INSTRUCTIONS TO FOLLOW:
Transcribe the data in full; each line must match exactly.

────────

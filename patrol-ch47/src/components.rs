//! Host capabilities the patrol rule relies on, plus in-memory reference
//! implementations.
//!
//! A host adapter implements [`PatrolAgent`], [`AgentBrain`] and
//! [`AgentRegistry`] over its own entity types. The `Ch47*` structs below
//! model the stock helicopter closely enough to drive the rule in tests and
//! serve as the template for such an adapter.

use std::collections::HashMap;

use patrol_core::types::{AgentId, Location};
use patrol_core::{PathFinder, PatrolPath};

// ---------------------------------------------------------------------------
// Capabilities
// ---------------------------------------------------------------------------

/// Behaviour state of a chinook brain.
#[derive(Debug, Clone, Copy, PartialEq, Eq)]
pub enum BrainState {
    /// Flying between patrol points.
    Patrol,
    /// Circling the current interest point.
    Orbit,
    /// Hovering over a drop zone.
    DropCrate,
    /// Leaving the map.
    Egress,
    /// Not doing anything yet.
    Idle,
}

/// The AI brain of a chinook.
pub trait AgentBrain {
    /// Whether the brain is still driven by the host's own path finder.
    ///
    /// A brain without one, or with a replacement, is being managed by
    /// something else and must be left alone.
    fn uses_stock_path_finder(&self) -> bool;

    /// Replace the brain's path finder.
    fn install_path_finder(&mut self, finder: Box<dyn PathFinder>);

    /// Current behaviour state, if the brain has entered one.
    fn current_state(&self) -> Option<BrainState>;

    /// Ask the installed path finder for its next patrol point.
    fn next_patrol_point(&mut self) -> Location;

    /// Redirect the brain to a new destination right away.
    fn set_main_interest_point(&mut self, point: Location);
}

/// A spawned chinook.
pub trait PatrolAgent {
    /// Host identifier.
    fn id(&self) -> AgentId;

    /// Reinforcement chinooks land troops and never patrol.
    fn is_reinforcement(&self) -> bool;

    /// Whether the agent carries an AI brain at all.
    fn has_brain(&self) -> bool;

    /// Mutable access to the brain, if any.
    fn brain_mut(&mut self) -> Option<&mut dyn AgentBrain>;

    /// Set how many crates the chinook drops.
    fn set_crate_count(&mut self, count: u32);
}

/// Lookup of live agents by id.
pub trait AgentRegistry {
    /// The agent, or `None` if it despawned.
    fn agent_mut(&mut self, id: AgentId) -> Option<&mut dyn PatrolAgent>;
}

// ---------------------------------------------------------------------------
// Reference host types
// ---------------------------------------------------------------------------

/// What a [`Ch47Brain`] uses to choose patrol points.
#[derive(Debug)]
pub enum PathFinderSlot {
    /// No path finder at all.
    Missing,
    /// The host default: visits monuments in map order.
    Stock(PatrolPath),
    /// Replaced by a plugin.
    Custom(Box<dyn PathFinder>),
}

/// In-memory chinook brain.
#[derive(Debug)]
pub struct Ch47Brain {
    /// Current path finder.
    pub path_finder: PathFinderSlot,
    /// Current behaviour state.
    pub current_state: Option<BrainState>,
    /// Where the chinook is heading.
    pub main_interest_point: Location,
}

impl Ch47Brain {
    /// A freshly spawned brain running the stock, map-order path finder.
    #[must_use]
    pub fn stock(monuments: Vec<Location>) -> Self {
        Self {
            path_finder: PathFinderSlot::Stock(PatrolPath::from_sequence(monuments)),
            current_state: None,
            main_interest_point: Location::ZERO,
        }
    }

    /// Builder-style setter for the behaviour state.
    #[must_use]
    pub fn in_state(mut self, state: BrainState) -> Self {
        self.current_state = Some(state);
        self
    }
}

impl AgentBrain for Ch47Brain {
    fn uses_stock_path_finder(&self) -> bool {
        matches!(self.path_finder, PathFinderSlot::Stock(_))
    }

    fn install_path_finder(&mut self, finder: Box<dyn PathFinder>) {
        self.path_finder = PathFinderSlot::Custom(finder);
    }

    fn current_state(&self) -> Option<BrainState> {
        self.current_state
    }

    fn next_patrol_point(&mut self) -> Location {
        match &mut self.path_finder {
            PathFinderSlot::Missing => Location::ZERO,
            PathFinderSlot::Stock(path) => path.next_waypoint(),
            PathFinderSlot::Custom(finder) => finder.next_waypoint(),
        }
    }

    fn set_main_interest_point(&mut self, point: Location) {
        self.main_interest_point = point;
    }
}

/// Crates a stock chinook drops.
pub const DEFAULT_CRATE_COUNT: u32 = 1;

/// In-memory chinook.
#[derive(Debug)]
pub struct Ch47Agent {
    /// Host identifier.
    pub id: AgentId,
    /// Whether this is a landing reinforcement chinook.
    pub reinforcement: bool,
    /// The AI brain, if the prefab has one.
    pub brain: Option<Ch47Brain>,
    /// Crates to drop.
    pub crate_count: u32,
}

impl Ch47Agent {
    /// A patrolling chinook with the given brain.
    #[must_use]
    pub fn new(brain: Ch47Brain) -> Self {
        Self {
            id: AgentId::new(),
            reinforcement: false,
            brain: Some(brain),
            crate_count: DEFAULT_CRATE_COUNT,
        }
    }

    /// A reinforcement chinook.
    #[must_use]
    pub fn reinforcement(brain: Ch47Brain) -> Self {
        Self {
            reinforcement: true,
            ..Self::new(brain)
        }
    }

    /// A chinook without a brain.
    #[must_use]
    pub fn brainless() -> Self {
        Self {
            id: AgentId::new(),
            reinforcement: false,
            brain: None,
            crate_count: DEFAULT_CRATE_COUNT,
        }
    }
}

impl PatrolAgent for Ch47Agent {
    fn id(&self) -> AgentId {
        self.id
    }

    fn is_reinforcement(&self) -> bool {
        self.reinforcement
    }

    fn has_brain(&self) -> bool {
        self.brain.is_some()
    }

    fn brain_mut(&mut self) -> Option<&mut dyn AgentBrain> {
        self.brain.as_mut().map(|brain| brain as &mut dyn AgentBrain)
    }

    fn set_crate_count(&mut self, count: u32) {
        self.crate_count = count;
    }
}

/// In-memory set of live chinooks.
#[derive(Debug, Default)]
pub struct AgentWorld {
    agents: HashMap<AgentId, Ch47Agent>,
}

impl AgentWorld {
    /// Create an empty world.
    #[must_use]
    pub fn new() -> Self {
        Self::default()
    }

    /// Add an agent, returning its id.
    pub fn spawn(&mut self, agent: Ch47Agent) -> AgentId {
        let id = agent.id;
        self.agents.insert(id, agent);
        id
    }

    /// Remove an agent.
    pub fn despawn(&mut self, id: AgentId) -> Option<Ch47Agent> {
        self.agents.remove(&id)
    }

    /// Read-only access to an agent.
    #[must_use]
    pub fn get(&self, id: AgentId) -> Option<&Ch47Agent> {
        self.agents.get(&id)
    }

    /// Mutable access to an agent.
    pub fn get_mut(&mut self, id: AgentId) -> Option<&mut Ch47Agent> {
        self.agents.get_mut(&id)
    }

    /// Number of live agents.
    #[must_use]
    pub fn len(&self) -> usize {
        self.agents.len()
    }

    /// Whether no agents are alive.
    #[must_use]
    pub fn is_empty(&self) -> bool {
        self.agents.is_empty()
    }
}

impl AgentRegistry for AgentWorld {
    fn agent_mut(&mut self, id: AgentId) -> Option<&mut dyn PatrolAgent> {
        self.agents
            .get_mut(&id)
            .map(|agent| agent as &mut dyn PatrolAgent)
    }
}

────────

RESPONSE:
filename patrol-ch47/src/components.rs
//! Host capabilities the patrol rule relies on, plus in-memory reference
//! implementations.
//!
//! A host adapter implements [`PatrolAgent`], [`AgentBrain`] and
//! [`AgentRegistry`] over its own entity types. The `Ch47*` structs below
//! model the stock helicopter closely enough to drive the rule in tests and
//! serve as the template for such an adapter.

use std::collections::HashMap;

use patrol_core::types::{AgentId, Location};
use patrol_core::{PathFinder, PatrolPath};

// ---------------------------------------------------------------------------
// Capabilities
// ---------------------------------------------------------------------------

/// Behaviour state of a chinook brain.
#[derive(Debug, Clone, Copy, PartialEq, Eq)]
pub enum BrainState {
    /// Flying between patrol points.
    Patrol,
    /// Circling the current interest point.
    Orbit,
    /// Hovering over a drop zone.
    DropCrate,
    /// Leaving the map.
    Egress,
    /// Not doing anything yet.
    Idle,
}

/// The AI brain of a chinook.
pub trait AgentBrain {
    /// Whether the brain is still driven by the host's own path finder.
    ///
    /// A brain without one, or with a replacement, is being managed by
    /// something else and must be left alone.
    fn uses_stock_path_finder(&self) -> bool;

    /// Replace the brain's path finder.
    fn install_path_finder(&mut self, finder: Box<dyn PathFinder>);

    /// Current behaviour state, if the brain has entered one.
    fn current_state(&self) -> Option<BrainState>;

    /// Ask the installed path finder for its next patrol point.
    fn next_patrol_point(&mut self) -> Location;

    /// Redirect the brain to a new destination right away.
    fn set_main_interest_point(&mut self, point: Location);
}

/// A spawned chinook.
pub trait PatrolAgent {
    /// Host identifier.
    fn id(&self) -> AgentId;

    /// Reinforcement chinooks land troops and never patrol.
    fn is_reinforcement(&self) -> bool;

    /// Whether the agent carries an AI brain at all.
    fn has_brain(&self) -> bool;

    /// Mutable access to the brain, if any.
    fn brain_mut(&mut self) -> Option<&mut dyn AgentBrain>;

    /// Set how many crates the chinook drops.
    fn set_crate_count(&mut self, count: u32);
}

/// Lookup of live agents by id.
pub trait AgentRegistry {
    /// The agent, or `None` if it despawned.
    fn agent_mut(&mut self, id: AgentId) -> Option<&mut dyn PatrolAgent>;
}

// ---------------------------------------------------------------------------
// Reference host types
// ---------------------------------------------------------------------------

/// What a [`Ch47Brain`] uses to choose patrol points.
#[derive(Debug)]
pub enum PathFinderSlot {
    /// No path finder at all.
    Missing,
    /// The host default: visits monuments in map order.
    Stock(PatrolPath),
    /// Replaced by a plugin.
    Custom(Box<dyn PathFinder>),
}

/// In-memory chinook brain.
#[derive(Debug)]
pub struct Ch47Brain {
    /// Current path finder.
    pub path_finder: PathFinderSlot,
    /// Current behaviour state.
    pub current_state: Option<BrainState>,
    /// Where the chinook is heading.
    pub main_interest_point: Location,
}

impl Ch47Brain {
    /// A freshly spawned brain running the stock, map-order path finder.
    #[must_use]
    pub fn stock(monuments: Vec<Location>) -> Self {
        Self {
            path_finder: PathFinderSlot::Stock(PatrolPath::from_sequence(monuments)),
            current_state: None,
            main_interest_point: Location::ZERO,
        }
    }

    /// Builder-style setter for the behaviour state.
    #[must_use]
    pub fn in_state(mut self, state: BrainState) -> Self {
        self.current_state = Some(state);
        self
    }
}

impl AgentBrain for Ch47Brain {
    fn uses_stock_path_finder(&self) -> bool {
        matches!(self.path_finder, PathFinderSlot::Stock(_))
    }

    fn install_path_finder(&mut self, finder: Box<dyn PathFinder>) {
        self.path_finder = PathFinderSlot::Custom(finder);
    }

    fn current_state(&self) -> Option<BrainState> {
        self.current_state
    }

    fn next_patrol_point(&mut self) -> Location {
        match &mut self.path_finder {
            PathFinderSlot::Missing => Location::ZERO,
            PathFinderSlot::Stock(path) => path.next_waypoint(),
            PathFinderSlot::Custom(finder) => finder.next_waypoint(),
        }
    }

    fn set_main_interest_point(&mut self, point: Location) {
        self.main_interest_point = point;
    }
}

/// Crates a stock chinook drops.
pub const DEFAULT_CRATE_COUNT: u32 = 1;

/// In-memory chinook.
#[derive(Debug)]
pub struct Ch47Agent {
    /// Host identifier.
    pub id: AgentId,
    /// Whether this is a landing reinforcement chinook.
    pub reinforcement: bool,
    /// The AI brain, if the prefab has one.
    pub brain: Option<Ch47Brain>,
    /// Crates to drop.
    pub crate_count: u32,
}

impl Ch47Agent {
    /// A patrolling chinook with the given brain.
    #[must_use]
    pub fn new(brain: Ch47Brain) -> Self {
        Self {
            id: AgentId::new(),
            reinforcement: false,
            brain: Some(brain),
            crate_count: DEFAULT_CRATE_COUNT,
        }
    }

    /// A reinforcement chinook.
    #[must_use]
    pub fn reinforcement(brain: Ch47Brain) -> Self {
        Self {
            reinforcement: true,
            ..Self::new(brain)
        }
    }

    /// A chinook without a brain.
    #[must_use]
    pub fn brainless() -> Self {
        Self {
            id: AgentId::new(),
            reinforcement: false,
            brain: None,
            crate_count: DEFAULT_CRATE_COUNT,
        }
    }
}

impl PatrolAgent for Ch47Agent {
    fn id(&self) -> AgentId {
        self.id
    }

    fn is_reinforcement(&self) -> bool {
        self.reinforcement
    }

    fn has_brain(&self) -> bool {
        self.brain.is_some()
    }

    fn brain_mut(&mut self) -> Option<&mut dyn AgentBrain> {
        self.brain.as_mut().map(|brain| brain as &mut dyn AgentBrain)
    }

    fn set_crate_count(&mut self, count: u32) {
        self.crate_count = count;
    }
}

/// In-memory set of live chinooks.
#[derive(Debug, Default)]
pub struct AgentWorld {
    agents: HashMap<AgentId, Ch47Agent>,
}

impl AgentWorld {
    /// Create an empty world.
    #[must_use]
    pub fn new() -> Self {
        Self::default()
    }

    /// Add an agent, returning its id.
    pub fn spawn(&mut self, agent: Ch47Agent) -> AgentId {
        let id = agent.id;
        self.agents.insert(id, agent);
        id
    }

    /// Remove an agent.
    pub fn despawn(&mut self, id: AgentId) -> Option<Ch47Agent> {
        self.agents.remove(&id)
    }

    /// Read-only access to an agent.
    #[must_use]
    pub fn get(&self, id: AgentId) -> Option<&Ch47Agent> {
        self.agents.get(&id)
    }

    /// Mutable access to an agent.
    pub fn get_mut(&mut self, id: AgentId) -> Option<&mut Ch47Agent> {
        self.agents.get_mut(&id)
    }

    /// Number of live agents.
    #[must_use]
    pub fn len(&self) -> usize {
        self.agents.len()
    }

    /// Whether no agents are alive.
    #[must_use]
    pub fn is_empty(&self) -> bool {
        self.agents.is_empty()
    }
}

impl AgentRegistry for AgentWorld {
    fn agent_mut(&mut self, id: AgentId) -> Option<&mut dyn PatrolAgent> {
        self.agents
            .get_mut(&id)
            .map(|agent| agent as &mut dyn PatrolAgent)
    }
}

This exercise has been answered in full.